Exercise directions
Take each line of the records below that contains the string "cats" and copy it.

Data provided
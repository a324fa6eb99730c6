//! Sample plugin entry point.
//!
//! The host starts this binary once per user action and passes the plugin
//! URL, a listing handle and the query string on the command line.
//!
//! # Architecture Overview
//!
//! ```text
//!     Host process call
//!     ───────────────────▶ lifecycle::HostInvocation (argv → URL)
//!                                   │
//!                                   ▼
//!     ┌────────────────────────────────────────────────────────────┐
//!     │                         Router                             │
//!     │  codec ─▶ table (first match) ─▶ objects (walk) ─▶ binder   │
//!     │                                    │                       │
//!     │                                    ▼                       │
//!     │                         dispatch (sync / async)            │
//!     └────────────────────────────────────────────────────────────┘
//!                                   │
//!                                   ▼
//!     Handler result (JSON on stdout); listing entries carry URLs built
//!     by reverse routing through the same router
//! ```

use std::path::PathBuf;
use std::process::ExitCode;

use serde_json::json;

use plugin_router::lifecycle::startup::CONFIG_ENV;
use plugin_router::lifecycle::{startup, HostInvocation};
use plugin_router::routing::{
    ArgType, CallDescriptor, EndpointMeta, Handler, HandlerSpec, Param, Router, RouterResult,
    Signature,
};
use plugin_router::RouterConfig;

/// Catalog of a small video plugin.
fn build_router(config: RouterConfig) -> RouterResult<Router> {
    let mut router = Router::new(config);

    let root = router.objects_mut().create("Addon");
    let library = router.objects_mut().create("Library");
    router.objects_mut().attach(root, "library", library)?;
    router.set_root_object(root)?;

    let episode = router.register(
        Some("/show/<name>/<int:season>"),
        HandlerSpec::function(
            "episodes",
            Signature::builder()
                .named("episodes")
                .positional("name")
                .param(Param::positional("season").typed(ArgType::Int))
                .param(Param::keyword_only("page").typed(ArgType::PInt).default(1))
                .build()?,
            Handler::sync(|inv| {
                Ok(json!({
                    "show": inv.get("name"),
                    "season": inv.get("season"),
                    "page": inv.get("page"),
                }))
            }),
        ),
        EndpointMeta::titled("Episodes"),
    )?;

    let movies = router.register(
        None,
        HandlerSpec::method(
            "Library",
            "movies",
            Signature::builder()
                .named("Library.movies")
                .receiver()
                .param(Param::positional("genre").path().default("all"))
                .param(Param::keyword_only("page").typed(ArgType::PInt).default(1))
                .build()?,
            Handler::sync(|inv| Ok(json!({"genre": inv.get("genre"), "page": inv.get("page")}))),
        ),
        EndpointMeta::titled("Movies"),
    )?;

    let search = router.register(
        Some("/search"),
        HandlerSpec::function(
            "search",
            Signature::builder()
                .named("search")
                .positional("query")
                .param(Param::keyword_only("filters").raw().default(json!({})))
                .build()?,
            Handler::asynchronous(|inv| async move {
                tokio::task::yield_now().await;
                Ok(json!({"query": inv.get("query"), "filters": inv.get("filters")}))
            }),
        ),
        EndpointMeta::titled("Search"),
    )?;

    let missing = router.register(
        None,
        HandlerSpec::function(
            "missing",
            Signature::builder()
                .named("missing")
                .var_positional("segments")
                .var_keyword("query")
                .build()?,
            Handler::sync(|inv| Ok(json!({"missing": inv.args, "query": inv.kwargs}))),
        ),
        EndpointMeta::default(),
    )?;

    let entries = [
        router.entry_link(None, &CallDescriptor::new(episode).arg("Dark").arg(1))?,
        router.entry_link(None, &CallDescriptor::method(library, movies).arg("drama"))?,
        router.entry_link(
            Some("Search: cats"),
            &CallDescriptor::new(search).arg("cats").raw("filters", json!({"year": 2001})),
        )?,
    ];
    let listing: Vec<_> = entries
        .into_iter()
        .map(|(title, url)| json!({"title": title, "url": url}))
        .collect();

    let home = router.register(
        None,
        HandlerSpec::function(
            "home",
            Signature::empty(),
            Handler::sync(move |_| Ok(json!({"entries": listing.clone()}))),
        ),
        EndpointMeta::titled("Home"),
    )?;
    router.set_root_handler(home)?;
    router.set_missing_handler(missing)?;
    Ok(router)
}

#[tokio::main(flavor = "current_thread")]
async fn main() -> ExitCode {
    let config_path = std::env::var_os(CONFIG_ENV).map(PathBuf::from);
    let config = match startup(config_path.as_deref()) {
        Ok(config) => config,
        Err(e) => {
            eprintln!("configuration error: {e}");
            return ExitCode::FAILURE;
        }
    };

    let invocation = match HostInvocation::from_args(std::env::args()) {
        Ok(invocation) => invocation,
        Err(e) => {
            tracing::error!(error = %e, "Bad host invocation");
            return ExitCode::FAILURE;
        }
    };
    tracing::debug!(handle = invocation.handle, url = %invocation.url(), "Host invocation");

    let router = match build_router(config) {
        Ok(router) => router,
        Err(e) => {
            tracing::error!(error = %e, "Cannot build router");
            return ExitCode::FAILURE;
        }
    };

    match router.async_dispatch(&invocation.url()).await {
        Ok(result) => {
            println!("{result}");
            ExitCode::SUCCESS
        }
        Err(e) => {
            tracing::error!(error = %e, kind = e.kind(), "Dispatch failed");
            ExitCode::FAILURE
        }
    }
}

...

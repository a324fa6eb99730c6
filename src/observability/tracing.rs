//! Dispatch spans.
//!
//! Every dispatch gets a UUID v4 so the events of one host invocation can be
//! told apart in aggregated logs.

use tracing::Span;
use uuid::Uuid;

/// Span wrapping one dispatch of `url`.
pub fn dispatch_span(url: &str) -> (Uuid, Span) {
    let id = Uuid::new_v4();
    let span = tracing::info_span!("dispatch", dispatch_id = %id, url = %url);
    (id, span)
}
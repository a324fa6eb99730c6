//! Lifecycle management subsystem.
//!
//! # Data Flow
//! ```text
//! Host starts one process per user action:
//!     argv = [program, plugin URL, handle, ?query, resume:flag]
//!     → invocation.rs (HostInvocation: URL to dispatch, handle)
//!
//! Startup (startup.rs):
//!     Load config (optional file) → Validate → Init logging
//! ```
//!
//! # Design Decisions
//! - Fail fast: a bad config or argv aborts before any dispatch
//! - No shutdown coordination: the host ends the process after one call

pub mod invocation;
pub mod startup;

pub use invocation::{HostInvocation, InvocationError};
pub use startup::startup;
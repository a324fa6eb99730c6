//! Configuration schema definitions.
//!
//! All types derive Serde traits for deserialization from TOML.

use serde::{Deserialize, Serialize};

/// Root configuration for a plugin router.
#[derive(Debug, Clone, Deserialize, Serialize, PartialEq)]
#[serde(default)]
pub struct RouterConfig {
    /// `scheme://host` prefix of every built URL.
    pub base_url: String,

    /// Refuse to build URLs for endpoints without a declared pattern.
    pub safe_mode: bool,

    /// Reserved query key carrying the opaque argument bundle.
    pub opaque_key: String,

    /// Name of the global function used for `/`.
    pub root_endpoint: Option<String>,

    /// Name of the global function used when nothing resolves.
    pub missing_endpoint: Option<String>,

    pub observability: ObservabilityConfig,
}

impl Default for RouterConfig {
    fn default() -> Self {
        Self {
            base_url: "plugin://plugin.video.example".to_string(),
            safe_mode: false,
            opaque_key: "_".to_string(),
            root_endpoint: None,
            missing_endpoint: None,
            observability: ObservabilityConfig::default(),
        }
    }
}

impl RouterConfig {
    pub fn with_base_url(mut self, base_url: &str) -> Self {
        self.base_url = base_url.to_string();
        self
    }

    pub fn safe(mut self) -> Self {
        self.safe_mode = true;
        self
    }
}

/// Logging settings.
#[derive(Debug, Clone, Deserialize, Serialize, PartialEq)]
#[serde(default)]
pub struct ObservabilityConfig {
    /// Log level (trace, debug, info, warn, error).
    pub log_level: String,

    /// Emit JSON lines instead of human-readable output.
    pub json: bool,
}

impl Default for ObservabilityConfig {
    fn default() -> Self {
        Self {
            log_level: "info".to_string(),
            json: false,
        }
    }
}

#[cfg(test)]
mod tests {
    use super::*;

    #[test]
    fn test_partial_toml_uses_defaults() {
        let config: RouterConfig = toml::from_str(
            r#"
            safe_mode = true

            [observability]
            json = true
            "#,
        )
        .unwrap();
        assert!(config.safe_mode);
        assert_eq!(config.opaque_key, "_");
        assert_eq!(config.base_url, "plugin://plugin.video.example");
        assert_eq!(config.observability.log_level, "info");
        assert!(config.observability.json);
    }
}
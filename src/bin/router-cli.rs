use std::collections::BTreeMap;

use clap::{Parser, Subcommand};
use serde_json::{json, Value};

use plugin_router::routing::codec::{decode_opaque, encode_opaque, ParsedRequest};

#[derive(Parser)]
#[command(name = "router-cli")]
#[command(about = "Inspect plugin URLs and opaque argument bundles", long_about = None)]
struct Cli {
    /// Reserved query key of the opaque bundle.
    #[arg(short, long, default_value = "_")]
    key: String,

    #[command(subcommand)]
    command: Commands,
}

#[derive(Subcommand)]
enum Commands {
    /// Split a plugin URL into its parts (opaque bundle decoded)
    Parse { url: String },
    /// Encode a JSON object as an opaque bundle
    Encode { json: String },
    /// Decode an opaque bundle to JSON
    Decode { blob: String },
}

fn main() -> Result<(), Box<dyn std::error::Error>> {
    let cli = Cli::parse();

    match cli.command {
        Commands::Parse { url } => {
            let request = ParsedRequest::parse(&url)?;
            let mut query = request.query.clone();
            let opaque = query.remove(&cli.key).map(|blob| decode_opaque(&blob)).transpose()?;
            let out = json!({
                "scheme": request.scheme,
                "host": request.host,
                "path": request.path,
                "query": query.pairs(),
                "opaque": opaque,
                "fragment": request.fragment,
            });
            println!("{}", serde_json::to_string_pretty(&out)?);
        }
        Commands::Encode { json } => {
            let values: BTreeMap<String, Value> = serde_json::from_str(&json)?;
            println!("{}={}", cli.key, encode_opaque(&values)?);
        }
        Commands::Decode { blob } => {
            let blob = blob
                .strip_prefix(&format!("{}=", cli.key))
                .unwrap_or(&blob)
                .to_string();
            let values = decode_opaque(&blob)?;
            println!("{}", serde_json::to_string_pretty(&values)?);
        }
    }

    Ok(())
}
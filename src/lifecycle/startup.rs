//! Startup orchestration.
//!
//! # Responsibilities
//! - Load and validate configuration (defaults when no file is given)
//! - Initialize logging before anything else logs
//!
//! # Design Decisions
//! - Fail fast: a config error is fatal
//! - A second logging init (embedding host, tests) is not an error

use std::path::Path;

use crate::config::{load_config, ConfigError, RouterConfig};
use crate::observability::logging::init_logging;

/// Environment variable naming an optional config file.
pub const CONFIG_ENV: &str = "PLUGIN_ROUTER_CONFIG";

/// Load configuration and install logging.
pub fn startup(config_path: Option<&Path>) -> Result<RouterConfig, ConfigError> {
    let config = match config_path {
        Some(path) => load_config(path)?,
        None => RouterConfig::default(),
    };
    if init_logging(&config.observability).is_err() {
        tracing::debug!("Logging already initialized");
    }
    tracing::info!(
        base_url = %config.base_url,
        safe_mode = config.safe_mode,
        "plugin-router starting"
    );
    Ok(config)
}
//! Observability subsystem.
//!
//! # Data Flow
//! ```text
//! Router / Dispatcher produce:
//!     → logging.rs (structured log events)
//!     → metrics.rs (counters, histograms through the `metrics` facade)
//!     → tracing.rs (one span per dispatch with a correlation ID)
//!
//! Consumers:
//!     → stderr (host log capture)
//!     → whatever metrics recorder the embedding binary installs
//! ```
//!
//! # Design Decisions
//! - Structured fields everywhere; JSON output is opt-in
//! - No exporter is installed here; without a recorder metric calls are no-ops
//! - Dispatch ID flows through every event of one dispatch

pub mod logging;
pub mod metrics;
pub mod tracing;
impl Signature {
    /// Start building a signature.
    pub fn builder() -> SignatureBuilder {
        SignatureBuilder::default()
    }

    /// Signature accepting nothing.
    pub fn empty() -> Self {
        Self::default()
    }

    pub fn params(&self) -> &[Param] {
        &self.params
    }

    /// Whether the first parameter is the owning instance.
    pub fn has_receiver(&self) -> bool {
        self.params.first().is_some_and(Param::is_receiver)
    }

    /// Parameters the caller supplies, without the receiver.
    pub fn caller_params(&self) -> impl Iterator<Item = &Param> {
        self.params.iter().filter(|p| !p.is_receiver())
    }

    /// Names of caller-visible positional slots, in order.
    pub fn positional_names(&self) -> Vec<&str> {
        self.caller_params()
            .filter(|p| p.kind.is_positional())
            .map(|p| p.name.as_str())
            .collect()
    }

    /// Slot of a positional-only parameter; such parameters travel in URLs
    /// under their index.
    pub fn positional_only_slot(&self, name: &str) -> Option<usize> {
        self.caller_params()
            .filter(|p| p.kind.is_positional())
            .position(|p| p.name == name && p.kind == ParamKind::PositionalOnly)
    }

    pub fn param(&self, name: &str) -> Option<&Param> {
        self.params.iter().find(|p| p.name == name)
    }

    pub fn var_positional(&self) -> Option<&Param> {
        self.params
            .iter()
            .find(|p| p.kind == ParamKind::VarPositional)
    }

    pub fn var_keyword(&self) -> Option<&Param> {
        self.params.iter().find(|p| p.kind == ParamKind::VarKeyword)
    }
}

* * *

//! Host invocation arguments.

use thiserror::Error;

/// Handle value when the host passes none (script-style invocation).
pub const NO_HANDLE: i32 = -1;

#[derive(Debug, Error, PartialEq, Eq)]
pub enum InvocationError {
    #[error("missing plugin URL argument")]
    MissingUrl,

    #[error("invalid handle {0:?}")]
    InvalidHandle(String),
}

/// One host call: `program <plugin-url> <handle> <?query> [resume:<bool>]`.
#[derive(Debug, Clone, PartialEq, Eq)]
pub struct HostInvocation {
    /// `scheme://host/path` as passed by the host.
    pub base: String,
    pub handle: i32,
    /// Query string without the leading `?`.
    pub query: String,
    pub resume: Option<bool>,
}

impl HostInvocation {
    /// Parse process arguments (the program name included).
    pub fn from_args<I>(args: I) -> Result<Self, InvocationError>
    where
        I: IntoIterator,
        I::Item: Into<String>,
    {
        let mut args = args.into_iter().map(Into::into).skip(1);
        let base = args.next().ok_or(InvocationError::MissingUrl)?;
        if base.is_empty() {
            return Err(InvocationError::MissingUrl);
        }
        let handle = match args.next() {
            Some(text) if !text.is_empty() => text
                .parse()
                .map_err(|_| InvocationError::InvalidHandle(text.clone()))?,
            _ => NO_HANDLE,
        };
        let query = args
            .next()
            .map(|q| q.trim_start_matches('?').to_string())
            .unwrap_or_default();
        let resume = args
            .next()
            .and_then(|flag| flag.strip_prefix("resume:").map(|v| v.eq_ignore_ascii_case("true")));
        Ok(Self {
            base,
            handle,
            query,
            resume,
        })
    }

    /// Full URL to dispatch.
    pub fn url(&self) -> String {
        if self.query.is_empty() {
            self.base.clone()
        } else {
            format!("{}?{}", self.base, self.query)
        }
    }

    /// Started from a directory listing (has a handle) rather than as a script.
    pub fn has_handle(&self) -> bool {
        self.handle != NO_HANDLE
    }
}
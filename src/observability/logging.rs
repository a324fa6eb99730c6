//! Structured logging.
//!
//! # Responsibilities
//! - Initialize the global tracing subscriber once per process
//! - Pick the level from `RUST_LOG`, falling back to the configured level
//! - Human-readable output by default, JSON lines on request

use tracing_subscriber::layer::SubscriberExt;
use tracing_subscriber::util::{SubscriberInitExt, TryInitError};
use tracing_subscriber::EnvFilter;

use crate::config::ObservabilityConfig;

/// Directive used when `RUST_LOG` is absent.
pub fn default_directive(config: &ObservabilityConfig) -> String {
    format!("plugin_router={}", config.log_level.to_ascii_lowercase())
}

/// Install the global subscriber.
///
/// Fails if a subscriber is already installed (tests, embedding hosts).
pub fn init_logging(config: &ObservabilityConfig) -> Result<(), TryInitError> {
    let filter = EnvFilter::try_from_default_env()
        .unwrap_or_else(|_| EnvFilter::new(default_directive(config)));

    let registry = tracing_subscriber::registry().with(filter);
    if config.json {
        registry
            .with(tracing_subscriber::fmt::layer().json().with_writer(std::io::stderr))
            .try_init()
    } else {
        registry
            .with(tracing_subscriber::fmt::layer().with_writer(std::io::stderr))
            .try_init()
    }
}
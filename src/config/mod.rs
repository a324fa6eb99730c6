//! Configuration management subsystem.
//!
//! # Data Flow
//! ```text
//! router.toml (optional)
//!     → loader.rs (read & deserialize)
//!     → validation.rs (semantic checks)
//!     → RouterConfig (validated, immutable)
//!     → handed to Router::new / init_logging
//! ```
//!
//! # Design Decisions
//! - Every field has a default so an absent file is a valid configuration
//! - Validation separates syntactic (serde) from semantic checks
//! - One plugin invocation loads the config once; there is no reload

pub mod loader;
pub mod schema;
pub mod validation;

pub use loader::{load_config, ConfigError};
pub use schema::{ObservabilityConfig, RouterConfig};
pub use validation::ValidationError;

Written solution
            Some("Search: cats"),
            &CallDescriptor::new(search).arg("cats").raw("filters", json!({"year": 2001})),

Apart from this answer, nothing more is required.